Department of Computer Science, Stony Brook University, Stony Brook, USA.
Cambridge Centre for Proteomics, Department of Biochemistry, University of Cambridge, Cambridge, CB2 1GA, UK.
Genome Biol. 2019 Mar 27;20(1):65. doi: 10.1186/s13059-019-1670-y.
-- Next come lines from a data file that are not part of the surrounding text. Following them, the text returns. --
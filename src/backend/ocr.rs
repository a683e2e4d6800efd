//! OCR extraction: rasterize with pdftoppm, recognize with tesseract
//!
//! Pages are rendered into a scratch directory that lives exactly as long
//! as one [`extract_ocr`] call. A page that tesseract cannot read is
//! skipped; the document only fails when no page yields text.

use crate::backend::probe::{find_backend, Backend};
use crate::backend::process::{run_with_timeout, RunError};
use crate::config::ExtractorConfig;
use crate::error::ExtractionError;
use std::ffi::OsString;
use std::path::{Path, PathBuf};

/// Separator placed between the text of consecutive pages
pub const PAGE_BREAK: &str = "\n\n--- Page Break ---\n\n";

const PAGE_PREFIX: &str = "page";

/// One rasterized page
#[derive(Debug, Clone, PartialEq, Eq)]
pub struct PageImage {
    /// 1-based page number parsed from the file name
    pub index: u32,
    pub path: PathBuf,
}

/// Extract text from `pdf` by OCR.
pub async fn extract_ocr(pdf: &Path, config: &ExtractorConfig) -> Result<String, ExtractionError> {
    let search_path = config.search_path.as_deref();
    let tesseract = find_backend(Backend::Tesseract, search_path);
    let pdftoppm = find_backend(Backend::PdfToPpm, search_path);

    let (tesseract, pdftoppm) = match (tesseract, pdftoppm) {
        (Some(tesseract), Some(pdftoppm)) => (tesseract, pdftoppm),
        (tesseract, pdftoppm) => {
            let mut packages = Vec::new();
            if tesseract.is_none() {
                packages.push(Backend::Tesseract.package());
            }
            if pdftoppm.is_none() {
                packages.push(Backend::PdfToPpm.package());
            }
            return Err(ExtractionError::OcrUnavailable { packages });
        }
    };

    let scratch = tempfile::Builder::new().prefix("pdf-ocr-").tempdir()?;
    tracing::debug!(dir = %scratch.path().display(), "created OCR scratch directory");

    let result = ocr_document(pdf, scratch.path(), &pdftoppm, &tesseract, config).await;

    if let Err(e) = scratch.close() {
        tracing::warn!(error = %e, "failed to remove OCR scratch directory");
    }
    result
}

async fn ocr_document(
    pdf: &Path,
    scratch: &Path,
    pdftoppm: &Path,
    tesseract: &Path,
    config: &ExtractorConfig,
) -> Result<String, ExtractionError> {
    rasterize(pdf, scratch, pdftoppm, config).await?;

    let pages = collect_page_images(scratch)?;
    if pages.is_empty() {
        return Err(ExtractionError::NoPages);
    }
    tracing::info!("OCR processing {} page(s)...", pages.len());

    let mut texts = Vec::with_capacity(pages.len());
    for page in &pages {
        if let Some(text) = ocr_page(page, tesseract, config).await {
            texts.push(text);
        }
    }

    if texts.is_empty() {
        return Err(ExtractionError::NoText);
    }
    if texts.len() < pages.len() {
        tracing::warn!(
            "OCR skipped {} of {} page(s)",
            pages.len() - texts.len(),
            pages.len()
        );
    }
    Ok(texts.join(PAGE_BREAK))
}

/// Render every page of `pdf` to `<dir>/page-N.png`
async fn rasterize(
    pdf: &Path,
    dir: &Path,
    pdftoppm: &Path,
    config: &ExtractorConfig,
) -> Result<(), ExtractionError> {
    let args: Vec<OsString> = vec![
        "-png".into(),
        "-r".into(),
        config.dpi.to_string().into(),
        pdf.as_os_str().to_os_string(),
        dir.join(PAGE_PREFIX).into_os_string(),
    ];

    match run_with_timeout(pdftoppm, &args, config.rasterize_timeout).await {
        Ok(output) if output.status.success() => Ok(()),
        Ok(output) => Err(ExtractionError::RasterizeFailed {
            stderr: String::from_utf8_lossy(&output.stderr).into_owned(),
        }),
        Err(RunError::Timeout(_)) => Err(ExtractionError::RasterizeTimeout),
        Err(RunError::Spawn(e)) => Err(ExtractionError::RasterizeFailed {
            stderr: e.to_string(),
        }),
    }
}

/// List the page images in `dir`, ordered by page number.
///
/// pdftoppm pads the page number to the width of the page count, so the
/// order is taken from the parsed number rather than the file name.
pub fn collect_page_images(dir: &Path) -> Result<Vec<PageImage>, ExtractionError> {
    let pattern = format!(
        "{}/{}-*.png",
        glob::Pattern::escape(&dir.to_string_lossy()),
        PAGE_PREFIX
    );
    let entries = glob::glob(&pattern).map_err(|e| {
        ExtractionError::Io(std::io::Error::new(std::io::ErrorKind::InvalidInput, e))
    })?;

    let mut pages = Vec::new();
    for entry in entries {
        let path = entry.map_err(glob::GlobError::into_error)?;
        match page_index(&path) {
            Some(index) => pages.push(PageImage { index, path }),
            None => tracing::debug!(path = %path.display(), "ignoring unnumbered image"),
        }
    }
    pages.sort_by_key(|page| page.index);
    Ok(pages)
}

fn page_index(path: &Path) -> Option<u32> {
    let stem = path.file_stem()?.to_str()?;
    let number = stem.strip_prefix(PAGE_PREFIX)?.strip_prefix('-')?;
    number.parse().ok()
}

async fn ocr_page(page: &PageImage, tesseract: &Path, config: &ExtractorConfig) -> Option<String> {
    let args: Vec<OsString> = vec![
        page.path.as_os_str().to_os_string(),
        "stdout".into(),
        "-l".into(),
        config.ocr_language.as_str().into(),
    ];

    match run_with_timeout(tesseract, &args, config.page_ocr_timeout).await {
        Ok(output) if output.status.success() => {
            Some(String::from_utf8_lossy(&output.stdout).into_owned())
        }
        Ok(output) => {
            tracing::debug!(
                page = page.index,
                status = %output.status,
                stderr = %String::from_utf8_lossy(&output.stderr).trim(),
                "tesseract failed, skipping page"
            );
            None
        }
        Err(e) => {
            tracing::debug!(page = page.index, error = %e, "tesseract did not run, skipping page");
            None
        }
    }
}
//! Fake backend executables for driving the pipeline without poppler or
//! tesseract installed.

#![allow(dead_code)]

use pdf_text_fallback::ExtractorConfig;
use std::os::unix::fs::PermissionsExt;
use std::path::{Path, PathBuf};
use tempfile::TempDir;

/// Text that passes the quality checks
pub const GOOD_TEXT: &str = "Some text here that will pass when each word gets read okay.";

/// A private bin directory plus an invocation log shared by its scripts
pub struct FakeBin {
    dir: TempDir,
    log: PathBuf,
}

impl FakeBin {
    pub fn new() -> Self {
        let dir = tempfile::tempdir().expect("Failed to create fake bin dir");
        let log = dir.path().join("invocations.log");
        std::fs::write(&log, "").expect("Failed to create invocation log");
        Self { dir, log }
    }

    pub fn path(&self) -> &Path {
        self.dir.path()
    }

    /// Install `name` as a shell script. `body` sees the backend's
    /// arguments as `$1..`; the invocation is logged before it runs.
    pub fn script(&self, name: &str, body: &str) -> &Self {
        let path = self.dir.path().join(name);
        let contents = format!(
            "#!/bin/sh\nPATH=/usr/bin:/bin\necho \"{} $*\" >> '{}'\n{}\n",
            name,
            self.log.display(),
            body
        );
        std::fs::write(&path, contents).expect("Failed to write fake backend");
        std::fs::set_permissions(&path, std::fs::Permissions::from_mode(0o755))
            .expect("Failed to chmod fake backend");
        self
    }

    /// pdftotext printing `text`
    pub fn pdftotext(&self, text: &str) -> &Self {
        self.script("pdftotext", &format!("cat <<'PDFTEXT'\n{}\nPDFTEXT", text))
    }

    /// pdftoppm producing `pages` empty page images
    pub fn pdftoppm(&self, pages: u32) -> &Self {
        self.script(
            "pdftoppm",
            &format!(
                "i=1\nwhile [ $i -le {} ]; do : > \"$5-$i.png\"; i=$((i+1)); done",
                pages
            ),
        )
    }

    /// tesseract answering "text of page-N", failing on the listed pages
    pub fn tesseract_failing_on(&self, failing: &[u32]) -> &Self {
        let mut body = String::from("name=${1##*/}\nname=${name%.png}\ncase \"$name\" in\n");
        for page in failing {
            body.push_str(&format!("  page-{}) exit 1 ;;\n", page));
        }
        body.push_str("esac\nprintf 'text of %s' \"$name\"");
        self.script("tesseract", &body)
    }

    pub fn tesseract(&self) -> &Self {
        self.tesseract_failing_on(&[])
    }

    /// Logged invocations, one line each
    pub fn invocations(&self) -> Vec<String> {
        std::fs::read_to_string(&self.log)
            .expect("Failed to read invocation log")
            .lines()
            .map(str::to_string)
            .collect()
    }

    pub fn invoked(&self, program: &str) -> bool {
        let prefix = format!("{} ", program);
        self.invocations().iter().any(|line| line.starts_with(&prefix))
    }

    /// Config whose search path is only this directory
    pub fn config(&self) -> ExtractorConfig {
        ExtractorConfig {
            search_path: Some(self.dir.path().as_os_str().to_os_string()),
            ..ExtractorConfig::default()
        }
    }
}

/// A placeholder input document; backends are fake so content is irrelevant
pub fn sample_pdf(dir: &Path) -> PathBuf {
    let path = dir.join("sample.pdf");
    std::fs::write(&path, b"%PDF-1.4\n%%EOF\n").expect("Failed to write sample PDF");
    path
}
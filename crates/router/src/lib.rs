//! # ChatOps Router
//!
//! Matches chat text to registered commands, authorizes the sender, runs the
//! handler and records the outcome in the audit log.
//!
//! ## Components
//!
//! - `CommandPattern` - Keyword plus argument grammar
//! - `CommandRouter` - Ordered command table and the dispatch pipeline
//! - `commands` - Built-in admin, audit and search commands

mod command_router;
pub mod commands;
mod handler;
mod pattern;

pub use command_router::{CommandDescriptor, CommandRouter, Reply, RouterError, DEFAULT_HANDLER_TIMEOUT};
pub use commands::{builtin_router, Builtin, ConsoleServices};
pub use handler::{CommandHandler, HandlerError, HandlerOutcome};
pub use pattern::{ArgGrammar, CommandPattern};
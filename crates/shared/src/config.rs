//! Configuration types for the ChatOps console

use crate::error::ConfigError;
use crate::ids::parse_id_list;
use serde::{Deserialize, Serialize};
use std::collections::BTreeMap;
use std::path::{Path, PathBuf};

/// Feature gating raw query execution
pub const FEATURE_SPL_QUERY: &str = "spl_query";

/// Feature requiring approval for raw queries
pub const FEATURE_APPROVAL: &str = "approval";

/// Top-level console configuration (config.yaml / config.json)
#[derive(Debug, Clone, Serialize, Deserialize)]
#[serde(rename_all = "camelCase", default)]
pub struct ConsoleConfig {
    /// Prefix that marks a chat line as a command
    pub command_prefix: String,

    /// Policy seeding and persistence
    pub policy: PolicyConfig,

    /// Audit log storage
    pub audit: AuditConfig,

    /// Query backend settings
    pub backend: BackendConfig,

    /// Upper bound on a single handler run
    pub handler_timeout_secs: u64,

    /// Default tracing filter
    pub log_level: String,
}

impl Default for ConsoleConfig {
    fn default() -> Self {
        Self {
            command_prefix: "!".to_string(),
            policy: PolicyConfig::default(),
            audit: AuditConfig::default(),
            backend: BackendConfig::default(),
            handler_timeout_secs: 60,
            log_level: "info".to_string(),
        }
    }
}

/// Policy seed values and snapshot location
#[derive(Debug, Clone, Default, Serialize, Deserialize)]
#[serde(rename_all = "camelCase", default)]
pub struct PolicyConfig {
    /// Where the policy snapshot is persisted (in-memory only when unset)
    pub state_path: Option<PathBuf>,

    /// Initial admins, used only when no snapshot exists
    pub admins: Vec<String>,

    /// Initial channel allow-list
    pub allowed_channels: Vec<String>,

    /// Initial feature flags
    pub features: BTreeMap<String, bool>,
}

/// Audit log settings
#[derive(Debug, Clone, Serialize, Deserialize)]
#[serde(rename_all = "camelCase", default)]
pub struct AuditConfig {
    /// NDJSON file backing the audit log
    pub path: PathBuf,

    /// Entries returned by a tail request without an explicit count
    pub default_page_size: usize,

    /// Largest tail a chat request may ask for
    pub max_page_size: usize,
}

impl Default for AuditConfig {
    fn default() -> Self {
        Self {
            path: PathBuf::from("audit.ndjson"),
            default_page_size: 10,
            max_page_size: 50,
        }
    }
}

/// Query backend settings
#[derive(Debug, Clone, Serialize, Deserialize)]
#[serde(rename_all = "camelCase", default)]
pub struct BackendConfig {
    /// Per-call timeout
    pub timeout_secs: u64,

    /// Default number of result rows returned to chat
    pub result_limit: usize,

    /// Saved searches served by the in-memory backend
    pub searches: Vec<SavedSearchConfig>,
}

impl Default for BackendConfig {
    fn default() -> Self {
        Self {
            timeout_secs: 35,
            result_limit: 5,
            searches: Vec::new(),
        }
    }
}

/// Fixture for one saved search
#[derive(Debug, Clone, Default, Serialize, Deserialize)]
#[serde(rename_all = "camelCase", default)]
pub struct SavedSearchConfig {
    pub name: String,
    pub description: String,
    pub query: String,
    pub rows: Vec<BTreeMap<String, serde_json::Value>>,
}

impl ConsoleConfig {
    /// Load configuration from a YAML or JSON file (chosen by extension)
    pub fn from_file(path: &Path) -> Result<Self, ConfigError> {
        let content = std::fs::read_to_string(path)?;
        let is_json = path
            .extension()
            .map(|ext| ext.eq_ignore_ascii_case("json"))
            .unwrap_or(false);

        let config = if is_json {
            serde_json::from_str(&content)?
        } else {
            serde_yaml::from_str(&content)?
        };
        Ok(config)
    }

    /// Apply overrides from the process environment
    pub fn apply_env(&mut self) -> Result<(), ConfigError> {
        self.apply_overrides(|key| std::env::var(key).ok())
    }

    /// Apply overrides from an arbitrary key lookup
    ///
    /// Recognized keys: `ADMIN_USER_IDS`, `ADMIN_CHANNEL_IDS`,
    /// `ENABLE_SPL_QUERY`, `REQUIRE_SPL_APPROVAL`, `RESULT_LIMIT`.
    pub fn apply_overrides<F>(&mut self, lookup: F) -> Result<(), ConfigError>
    where
        F: Fn(&str) -> Option<String>,
    {
        if let Some(raw) = lookup("ADMIN_USER_IDS") {
            self.policy.admins = parse_id_list(&raw);
        }
        if let Some(raw) = lookup("ADMIN_CHANNEL_IDS") {
            self.policy.allowed_channels = parse_id_list(&raw);
        }
        if let Some(raw) = lookup("ENABLE_SPL_QUERY") {
            let enabled = parse_bool("ENABLE_SPL_QUERY", &raw)?;
            self.policy.features.insert(FEATURE_SPL_QUERY.to_string(), enabled);
        }
        if let Some(raw) = lookup("REQUIRE_SPL_APPROVAL") {
            let enabled = parse_bool("REQUIRE_SPL_APPROVAL", &raw)?;
            self.policy.features.insert(FEATURE_APPROVAL.to_string(), enabled);
        }
        if let Some(raw) = lookup("RESULT_LIMIT") {
            self.backend.result_limit = raw.trim().parse().map_err(|_| ConfigError::Invalid {
                key: "RESULT_LIMIT".to_string(),
                value: raw.clone(),
            })?;
        }
        Ok(())
    }
}

fn parse_bool(key: &str, raw: &str) -> Result<bool, ConfigError> {
    match raw.trim().to_ascii_lowercase().as_str() {
        "true" | "1" | "yes" | "on" => Ok(true),
        "false" | "0" | "no" | "off" => Ok(false),
        _ => Err(ConfigError::Invalid {
            key: key.to_string(),
            value: raw.to_string(),
        }),
    }
}

#[cfg(test)]
mod tests {
    use super::*;
    use std::collections::HashMap;

    #[test]
    fn test_defaults() {
        let config = ConsoleConfig::default();
        assert_eq!(config.command_prefix, "!");
        assert_eq!(config.audit.default_page_size, 10);
        assert_eq!(config.audit.max_page_size, 50);
        assert_eq!(config.backend.timeout_secs, 35);
        assert_eq!(config.backend.result_limit, 5);
        assert!(config.policy.state_path.is_none());
    }

    #[test]
    fn test_config_parse_yaml() {
        let yaml = r#"
commandPrefix: "?"
policy:
  admins: [U1]
  features:
    spl_query: false
backend:
  resultLimit: 7
  searches:
    - name: failed_logins
      description: Failed logins
      rows:
        - user: bob
"#;
        let config: ConsoleConfig = serde_yaml::from_str(yaml).unwrap();
        assert_eq!(config.command_prefix, "?");
        assert_eq!(config.policy.admins, vec!["U1"]);
        assert_eq!(config.policy.features.get("spl_query"), Some(&false));
        assert_eq!(config.backend.result_limit, 7);
        assert_eq!(config.backend.searches[0].rows.len(), 1);
        // Untouched sections keep their defaults
        assert_eq!(config.audit.max_page_size, 50);
    }

    #[test]
    fn test_from_file_json() {
        let dir = tempfile::tempdir().unwrap();
        let path = dir.path().join("config.json");
        std::fs::write(&path, r#"{"handlerTimeoutSecs": 5}"#).unwrap();

        let config = ConsoleConfig::from_file(&path).unwrap();
        assert_eq!(config.handler_timeout_secs, 5);
    }

    #[test]
    fn test_from_file_missing() {
        let result = ConsoleConfig::from_file(Path::new("/nonexistent/config.yaml"));
        assert!(matches!(result, Err(ConfigError::Io(_))));
    }

    #[test]
    fn test_env_overrides() {
        let env: HashMap<&str, &str> = [
            ("ADMIN_USER_IDS", "'U1', \"U2\""),
            ("ADMIN_CHANNEL_IDS", "C1"),
            ("ENABLE_SPL_QUERY", "FALSE"),
            ("REQUIRE_SPL_APPROVAL", "true"),
            ("RESULT_LIMIT", "12"),
        ]
        .into_iter()
        .collect();

        let mut config = ConsoleConfig::default();
        config
            .apply_overrides(|k| env.get(k).map(|v| v.to_string()))
            .unwrap();

        assert_eq!(config.policy.admins, vec!["U1", "U2"]);
        assert_eq!(config.policy.allowed_channels, vec!["C1"]);
        assert_eq!(config.policy.features.get(FEATURE_SPL_QUERY), Some(&false));
        assert_eq!(config.policy.features.get(FEATURE_APPROVAL), Some(&true));
        assert_eq!(config.backend.result_limit, 12);
    }

    #[test]
    fn test_env_override_invalid_limit() {
        let mut config = ConsoleConfig::default();
        let result = config.apply_overrides(|k| (k == "RESULT_LIMIT").then(|| "many".to_string()));
        assert!(matches!(result, Err(ConfigError::Invalid { ref key, .. }) if key == "RESULT_LIMIT"));
    }

    #[test]
    fn test_env_override_invalid_bool() {
        let mut config = ConsoleConfig::default();
        let result = config.apply_overrides(|k| (k == "ENABLE_SPL_QUERY").then(|| "maybe".to_string()));
        assert!(result.is_err());
    }
}
//! App - Wires configuration, policy, audit, backend and router together

use anyhow::Context;
use audit::{AuditEntry, AuditLog, AuditResult};
use gateway::{QueryBackend, StaticBackend, TimeoutBackend};
use rbac::{PolicyState, PolicyStore};
use router::{builtin_router, CommandRouter, ConsoleServices, HandlerError, Reply};
use shared::{ConsoleConfig, RequestContext};
use std::path::Path;
use std::sync::Arc;
use std::time::Duration;
use tracing::info;

/// One fully assembled console
pub struct App {
    pub config: ConsoleConfig,
    pub policy: Arc<PolicyStore>,
    pub audit: Arc<AuditLog>,
    pub router: CommandRouter,
}

impl App {
    /// Load configuration from `path` (or defaults), then apply environment overrides
    pub fn load_config(path: Option<&Path>) -> anyhow::Result<ConsoleConfig> {
        let mut config = match path {
            Some(path) => ConsoleConfig::from_file(path)
                .with_context(|| format!("failed to load config from {}", path.display()))?,
            None => ConsoleConfig::default(),
        };
        config.apply_env().context("invalid environment override")?;
        Ok(config)
    }

    /// Open persistent policy and audit stores described by `config`
    pub fn open(config: ConsoleConfig) -> anyhow::Result<Self> {
        let policy = PolicyStore::from_config(&config.policy).context("failed to open policy store")?;
        let audit = AuditLog::from_config(&config.audit)
            .with_context(|| format!("failed to open audit log {}", config.audit.path.display()))?;

        info!(
            audit_path = %config.audit.path.display(),
            policy_path = ?config.policy.state_path,
            admins = policy.list_admins().len(),
            "Console opened"
        );
        Ok(Self::assemble(config, policy, audit))
    }

    /// Volatile console seeded from `config`; nothing touches the disk
    pub fn in_memory(config: ConsoleConfig) -> Self {
        let policy = PolicyStore::with_state(PolicyState::from_config(&config.policy));
        Self::assemble(config, policy, AuditLog::in_memory())
    }

    fn assemble(config: ConsoleConfig, policy: PolicyStore, audit: AuditLog) -> Self {
        let policy = Arc::new(policy);
        let audit = Arc::new(audit);
        let backend: Arc<dyn QueryBackend> = Arc::new(TimeoutBackend::new(
            StaticBackend::from_config(&config.backend),
            Duration::from_secs(config.backend.timeout_secs),
        ));

        let services = Arc::new(
            ConsoleServices::new(policy.clone(), audit.clone(), backend).with_config(&config),
        );
        let router = builtin_router(services, Duration::from_secs(config.handler_timeout_secs));

        Self {
            config,
            policy,
            audit,
            router,
        }
    }

    pub fn prefix(&self) -> &str {
        &self.config.command_prefix
    }

    /// Dispatch one chat line
    pub async fn send(&self, text: &str, ctx: RequestContext) -> anyhow::Result<Reply> {
        Ok(self.router.dispatch(text, ctx).await?)
    }

    /// Replace the whole policy with a backup, audited like a chat command
    pub fn restore(&self, ctx: &RequestContext, state: PolicyState) -> anyhow::Result<AuditResult> {
        let admins = state.admins.len();
        let channels = state.allowed_channels.len();

        let (entry, failure) = match self.policy.restore(&ctx.user_id, state) {
            Ok(()) => (
                AuditEntry::new(ctx, "restore-config", "Restored configuration backup", AuditResult::Success)
                    .with_change("admins", admins)
                    .with_change("allowed_channels", channels),
                None,
            ),
            Err(e) => {
                let err = HandlerError::from(e);
                (
                    AuditEntry::new(ctx, "restore-config", err.to_string(), err.audit_result()),
                    Some(err),
                )
            }
        };

        let result = entry.result;
        self.audit.record(entry)?;
        match failure {
            Some(err) => Err(anyhow::anyhow!(err.user_message())),
            None => Ok(result),
        }
    }
}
We introduce alevin, a fast end-to-end pipeline to process droplet-based single-cell RNA sequencing data, performing cell barcode detection, read mapping, unique molecular identifier (UMI) deduplication, gene count estimation, and cell barcode whitelisting. Alevin's approach to UMI deduplication considers transcript-level constraints on the molecules from which UMIs may have arisen and accounts for both gene-unique reads and reads that multimap between genes. This addresses the inherent bias in existing tools which discard gene-ambiguous reads and improves the accuracy of gene abundance estimates. Alevin is considerably faster, typically eight times, than existing gene quantification approaches, while also using less memory.
我们介绍了一种名为 alevin 的快速端到端流程,用于处理基于液滴的单细胞 RNA 测序数据,执行细胞条码检测、读段映射、唯一分子标识符 (UMI) 去重、基因计数估计和细胞条码筛选。alevin 的 UMI 去重方法考虑了分子可能起源的转录本约束,并考虑了基因特异的读段和在多个基因之间多映射的读段。这解决了现有工具丢弃基因模糊读段的固有偏差,并提高了基因丰度估计的准确性。alevin 通常比现有的基因定量方法快 8 倍,同时也使用更少的内存。